Super Bowl Indicator

It has actually proven remarkably reliable - since 2000 the indicator has been right 12 out of 17 years — that’s a success rate of 70%.

As this year’s Super Bowl winners, the New England Patriots, are an American Football Conference outfit, the theory goes we should now expect stocks to end the year lower.

The Super Bowl winner isn’t the only wacky market indicator that pundits like to talk about.  There are, for example, indicators based on the height of ladies’ hemlines, lipstick sales, whether or not Boston has a white Christmas…

Some people even choose to buy stocks when butter production surges in Bangladesh.

As Warren Buffett famously said: “…the only value of stock forecasters is to make fortune-tellers look good…”

AES International Investment Code

Why you are not immune to irrational behaviour

You may be reading this and thinking that none of it applies to you.

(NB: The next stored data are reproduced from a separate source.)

//! Configuration management for partvault.
//!
//! Loads configuration from a TOML file. Every section and key is optional;
//! command-line flags override whatever the file sets.

use crate::manifest::BackupFormat;
use crate::transfer::COPY_CHUNK_SIZE;
use crate::{Result, VaultError};
use serde::{Deserialize, Serialize};
use std::path::{Path, PathBuf};

#[derive(Debug, Clone, Default, Serialize, Deserialize)]
pub struct Config {
    #[serde(default)]
    pub backup: BackupConfig,
    #[serde(default)]
    pub restore: RestoreConfig,
    #[serde(default)]
    pub flash: FlashConfig,
    #[serde(default)]
    pub transfer: TransferConfig,
    #[serde(default)]
    pub log: LogConfig,
}

#[derive(Debug, Clone, Serialize, Deserialize)]
pub struct BackupConfig {
    /// Parent directory for new backups
    #[serde(default = "default_output_dir")]
    pub output_dir: PathBuf,

    /// raw, compressed or packaged
    #[serde(default = "default_format")]
    pub format: BackupFormat,

    #[serde(default)]
    pub encrypt: bool,

    #[serde(default)]
    pub compress: bool,
}

#[derive(Debug, Clone, Default, Serialize, Deserialize)]
pub struct RestoreConfig {
    /// Save high-risk partitions here before overwriting them
    #[serde(default)]
    pub safety_backup_dir: Option<PathBuf>,
}

#[derive(Debug, Clone, Serialize, Deserialize)]
pub struct FlashConfig {
    #[serde(default = "default_true")]
    pub safe_mode: bool,

    #[serde(default = "default_true")]
    pub reboot_on_success: bool,
}

#[derive(Debug, Clone, Serialize, Deserialize)]
pub struct TransferConfig {
    /// Chunk size in bytes (default: 1MB)
    #[serde(default = "default_chunk_size")]
    pub chunk_size: usize,
}

#[derive(Debug, Clone, Serialize, Deserialize)]
pub struct LogConfig {
    /// Log level (trace, debug, info, warn, error)
    #[serde(default = "default_log_level")]
    pub level: String,
}

// Default values
fn default_output_dir() -> PathBuf {
    PathBuf::from("backups")
}

fn default_format() -> BackupFormat {
    BackupFormat::Raw
}

fn default_true() -> bool {
    true
}

fn default_chunk_size() -> usize {
    COPY_CHUNK_SIZE
}

fn default_log_level() -> String {
    "info".to_string()
}

impl Default for BackupConfig {
    fn default() -> Self {
        Self {
            output_dir: default_output_dir(),
            format: default_format(),
            encrypt: false,
            compress: false,
        }
    }
}

impl Default for FlashConfig {
    fn default() -> Self {
        Self {
            safe_mode: true,
            reboot_on_success: true,
        }
    }
}

impl Default for TransferConfig {
    fn default() -> Self {
        Self {
            chunk_size: default_chunk_size(),
        }
    }
}

impl Default for LogConfig {
    fn default() -> Self {
        Self {
            level: default_log_level(),
        }
    }
}

impl Config {
    /// Load configuration from a TOML file
    pub fn from_file<P: AsRef<Path>>(path: P) -> Result<Self> {
        let path = path.as_ref();
        let content = std::fs::read_to_string(path)
            .map_err(|e| VaultError::Config(format!("cannot read {}: {}", path.display(), e)))?;
        Self::from_toml(&content)
    }

    pub fn from_toml(content: &str) -> Result<Self> {
        let config: Config =
            toml::from_str(content).map_err(|e| VaultError::Config(e.to_string()))?;
        if config.transfer.chunk_size == 0 {
            return Err(VaultError::Config("transfer.chunk_size must be positive".to_string()));
        }
        Ok(config)
    }
}

#[cfg(test)]
mod tests {
    use super::*;
    use tempfile::TempDir;

    #[test]
    fn test_defaults() {
        let config = Config::default();
        assert_eq!(config.backup.format, BackupFormat::Raw);
        assert!(!config.backup.encrypt);
        assert!(config.restore.safety_backup_dir.is_none());
        assert!(config.flash.safe_mode);
        assert!(config.flash.reboot_on_success);
        assert_eq!(config.transfer.chunk_size, 1024 * 1024);
        assert_eq!(config.log.level, "info");
    }

    #[test]
    fn test_empty_file_is_default() -> Result<()> {
        let config = Config::from_toml("")?;
        assert!(config.flash.safe_mode);
        assert_eq!(config.backup.output_dir, PathBuf::from("backups"));
        Ok(())
    }

    #[test]
    fn test_partial_sections() -> Result<()> {
        let config = Config::from_toml(
            r#"
            [backup]
            output_dir = "/srv/backups"
            format = "packaged"
            encrypt = true

            [restore]
            safety_backup_dir = "/srv/safety"

            [flash]
            safe_mode = false

            [log]
            level = "debug"
            "#,
        )?;

        assert_eq!(config.backup.output_dir, PathBuf::from("/srv/backups"));
        assert_eq!(config.backup.format, BackupFormat::Packaged);
        assert!(config.backup.encrypt);
        assert!(!config.backup.compress);
        assert_eq!(config.restore.safety_backup_dir, Some(PathBuf::from("/srv/safety")));
        assert!(!config.flash.safe_mode);
        assert!(config.flash.reboot_on_success);
        assert_eq!(config.log.level, "debug");
        Ok(())
    }

    #[test]
    fn test_invalid_values() {
        assert!(matches!(
            Config::from_toml("[backup]\nformat = \"tarball\""),
            Err(VaultError::Config(_))
        ));
        assert!(matches!(
            Config::from_toml("[transfer]\nchunk_size = 0"),
            Err(VaultError::Config(_))
        ));
    }

    #[test]
    fn test_from_file() -> Result<()> {
        let temp_dir = TempDir::new()?;
        let path = temp_dir.path().join("partvault.toml");
        std::fs::write(&path, "[transfer]\nchunk_size = 65536\n")?;

        assert_eq!(Config::from_file(&path)?.transfer.chunk_size, 65536);
        assert!(matches!(
            Config::from_file(temp_dir.path().join("missing.toml")),
            Err(VaultError::Config(_))
        ));
        Ok(())
    }
}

But the truth is, every investor, to some degree, is prone to irrational behaviour!

Whether it’s only owning stocks that you’re familiar with, concentrating your equity exposure exclusively in your own home market, or just wanting to justify poor investment decisions that you’ve made in the past…we’re all guilty to some extent.

And, using actively managed funds is itself a form of superstition.

It involves having faith in the view of one individual, or group of individuals, that the market consensus — that is, the combined wisdom of every single market participant — is wrong.

The overwhelming likelihood is that, after costs, the manager looking after your pension will not be able to outperform the relevant benchmark over the long-term.

So stay rational, stick with the evidence, and remember, superstition and successful investing really don’t mix.